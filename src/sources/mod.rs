//! Data source adapters
//!
//! Each adapter wraps one external feed behind the [`DataSource`] trait:
//! an async `fetch()` returning a normalized JSON record, a pure `score()`
//! mapping that record to 0-100, and configured fallbacks used by the
//! aggregator when the fetch fails.
//!
//! Adapters are independently fallible. Nothing here is allowed to take the
//! cycle down: every failure surfaces as a [`FetchError`] that the aggregator
//! converts into the source's fallback entry.
//!
//! ## Module organization
//!
//! - `weather` - Open-Meteo current conditions
//! - `traffic` - TomTom flow segment data
//! - `energy` - GB grid carbon intensity and generation mix
//! - `flights` - OpenSky state vectors around Edinburgh Airport
//! - `transit` - TfE live vehicle locations

pub mod energy;
pub mod flights;
pub mod traffic;
pub mod transit;
pub mod weather;

use async_trait::async_trait;
use serde_json::Value;

/// Normalized payload produced by an adapter's fetch. A flat JSON object with
/// adapter-specific keys; the score formula reads from it.
pub type RawRecord = Value;

/// Failure modes at the adapter call boundary.
#[derive(Debug)]
pub enum FetchError {
    /// Network-level failure (DNS, connect, TLS, read).
    Transport(reqwest::Error),
    /// Non-success HTTP status from the provider.
    BadStatus(reqwest::StatusCode),
    /// Response decoded but a required field was missing or mistyped.
    MalformedPayload(String),
}

impl std::fmt::Display for FetchError {
    fn fmt(&self, f: &mut std::fmt::Formatter<'_>) -> std::fmt::Result {
        match self {
            FetchError::Transport(e) => write!(f, "transport error: {}", e),
            FetchError::BadStatus(status) => write!(f, "provider returned {}", status),
            FetchError::MalformedPayload(msg) => write!(f, "malformed payload: {}", msg),
        }
    }
}

impl std::error::Error for FetchError {}

impl From<reqwest::Error> for FetchError {
    fn from(e: reqwest::Error) -> Self {
        FetchError::Transport(e)
    }
}

/// One independent external data feed.
#[async_trait]
pub trait DataSource: Send + Sync {
    /// Unique snapshot key (e.g. `"princes_st_traffic"`).
    fn name(&self) -> &'static str;

    /// Fetch and normalize the latest reading.
    async fn fetch(&self) -> Result<RawRecord, FetchError>;

    /// Convert a well-formed record to a 0-100 score. Pure.
    fn score(&self, raw: &RawRecord) -> f64;

    /// Compact descriptive attributes for the snapshot entry.
    fn fields(&self, raw: &RawRecord) -> Value;

    /// Score substituted when the fetch fails.
    fn fallback_score(&self) -> f64;

    /// Descriptive attributes substituted when the fetch fails. Convention:
    /// "Unknown" for text fields, null for numeric ones, so consumers always
    /// see a stably-shaped payload.
    fn fallback_fields(&self) -> Value;
}

/// Round to one decimal, matching the provider-facing score convention.
pub(crate) fn round1(v: f64) -> f64 {
    (v * 10.0).round() / 10.0
}

/// Read a required f64 field from a normalized record.
pub(crate) fn num(raw: &RawRecord, key: &str) -> f64 {
    raw.get(key).and_then(Value::as_f64).unwrap_or(0.0)
}
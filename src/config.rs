//! Configuration loaded from environment variables

use std::env;
use std::time::Duration;

#[derive(Debug)]
pub enum ConfigError {
    MissingVariable(String),
    InvalidValue(String),
}

impl std::fmt::Display for ConfigError {
    fn fmt(&self, f: &mut std::fmt::Formatter<'_>) -> std::fmt::Result {
        match self {
            ConfigError::MissingVariable(var) => write!(f, "Missing environment variable: {}", var),
            ConfigError::InvalidValue(msg) => write!(f, "Invalid configuration value: {}", msg),
        }
    }
}

impl std::error::Error for ConfigError {}

#[derive(Debug, Clone)]
pub struct Config {
    /// Rest interval between cycles.
    pub update_interval: Duration,
    /// Per-source fetch timeout within a cycle.
    pub fetch_timeout: Duration,
    /// Buffer size of each subscriber channel.
    pub subscriber_buffer: usize,
    /// TomTom API key for the traffic adapter.
    pub tomtom_api_key: String,
}

impl Config {
    /// Load configuration from environment variables.
    ///
    /// Only TOMTOM_API_KEY is required; everything else has a default.
    pub fn from_env() -> Result<Self, ConfigError> {
        let update_interval_secs = parse_u64("UPDATE_INTERVAL_SECS", 30)?;
        if update_interval_secs == 0 {
            return Err(ConfigError::InvalidValue(
                "UPDATE_INTERVAL_SECS must be at least 1".to_string(),
            ));
        }

        let fetch_timeout_secs = parse_u64("FETCH_TIMEOUT_SECS", 10)?;
        if fetch_timeout_secs == 0 {
            return Err(ConfigError::InvalidValue(
                "FETCH_TIMEOUT_SECS must be at least 1".to_string(),
            ));
        }

        let subscriber_buffer = parse_u64("SUBSCRIBER_BUFFER", 32)? as usize;
        if subscriber_buffer == 0 {
            return Err(ConfigError::InvalidValue(
                "SUBSCRIBER_BUFFER must be at least 1".to_string(),
            ));
        }

        let tomtom_api_key = env::var("TOMTOM_API_KEY")
            .map_err(|_| ConfigError::MissingVariable("TOMTOM_API_KEY".to_string()))?;

        Ok(Self {
            update_interval: Duration::from_secs(update_interval_secs),
            fetch_timeout: Duration::from_secs(fetch_timeout_secs),
            subscriber_buffer,
            tomtom_api_key,
        })
    }
}

fn parse_u64(var: &str, default: u64) -> Result<u64, ConfigError> {
    match env::var(var) {
        Err(_) => Ok(default),
        Ok(value) => value.parse::<u64>().map_err(|_| {
            ConfigError::InvalidValue(format!("{} must be an integer, got '{}'", var, value))
        }),
    }
}
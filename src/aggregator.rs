//! Snapshot aggregator - concurrent fan-out fetch with per-source isolation
//!
//! Runs every adapter's fetch concurrently each cycle, each wrapped in its own
//! timeout, and merges the results into one snapshot. `aggregate()` never
//! fails: an error, timeout, or panic in one adapter degrades only that
//! source's entry to its configured fallback.
//!
//! The most recent snapshot is cached so a late-joining subscriber or a
//! synchronous query gets data immediately instead of waiting a full cycle.

use crate::snapshot::{Snapshot, SourceResult};
use crate::sources::DataSource;
use chrono::Utc;
use std::sync::{Arc, Mutex};
use std::time::Duration;
use tokio::time::timeout;

pub struct SnapshotAggregator {
    sources: Vec<Arc<dyn DataSource>>,
    fetch_timeout: Duration,
    latest: Mutex<Option<Snapshot>>,
}

impl SnapshotAggregator {
    pub fn new(sources: Vec<Arc<dyn DataSource>>, fetch_timeout: Duration) -> Self {
        Self {
            sources,
            fetch_timeout,
            latest: Mutex::new(None),
        }
    }

    /// Names of all configured sources, in registration order.
    pub fn source_names(&self) -> Vec<&'static str> {
        self.sources.iter().map(|s| s.name()).collect()
    }

    /// Fetch all sources concurrently and merge into one snapshot.
    ///
    /// The snapshot is stamped with the aggregation start time and always
    /// contains every configured source name, fallbacks included.
    pub async fn aggregate(&self) -> Snapshot {
        let started_at = Utc::now();

        let mut handles = Vec::with_capacity(self.sources.len());
        for source in &self.sources {
            let task_source = source.clone();
            let per_fetch_timeout = self.fetch_timeout;
            let handle = tokio::spawn(async move {
                let name = task_source.name();
                match timeout(per_fetch_timeout, task_source.fetch()).await {
                    Ok(Ok(raw)) => {
                        let score = task_source.score(&raw);
                        SourceResult {
                            score,
                            fields: task_source.fields(&raw),
                            raw: Some(raw),
                        }
                    }
                    Ok(Err(e)) => {
                        log::warn!("⚠️  {} fetch failed: {}", name, e);
                        SourceResult::fallback(
                            task_source.fallback_score(),
                            task_source.fallback_fields(),
                        )
                    }
                    Err(_) => {
                        log::warn!(
                            "⚠️  {} fetch timed out after {:?}",
                            name,
                            per_fetch_timeout
                        );
                        SourceResult::fallback(
                            task_source.fallback_score(),
                            task_source.fallback_fields(),
                        )
                    }
                }
            });
            handles.push((source.clone(), handle));
        }

        let mut snapshot = Snapshot::new(started_at);
        for (source, handle) in handles {
            let result = match handle.await {
                Ok(result) => result,
                // A panicking adapter must not take the cycle down either
                Err(e) => {
                    log::error!("❌ {} fetch task panicked: {}", source.name(), e);
                    SourceResult::fallback(source.fallback_score(), source.fallback_fields())
                }
            };
            snapshot.sources.insert(source.name().to_string(), result);
        }

        if let Ok(mut latest) = self.latest.lock() {
            *latest = Some(snapshot.clone());
        }
        snapshot
    }

    /// Most recent successfully produced snapshot, if any cycle has run.
    pub fn latest_snapshot(&self) -> Option<Snapshot> {
        self.latest.lock().ok().and_then(|guard| guard.clone())
    }
}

**Task brief**
Show all lines above containing "SnapshotAggregator".

**Output**
pub struct SnapshotAggregator {
impl SnapshotAggregator {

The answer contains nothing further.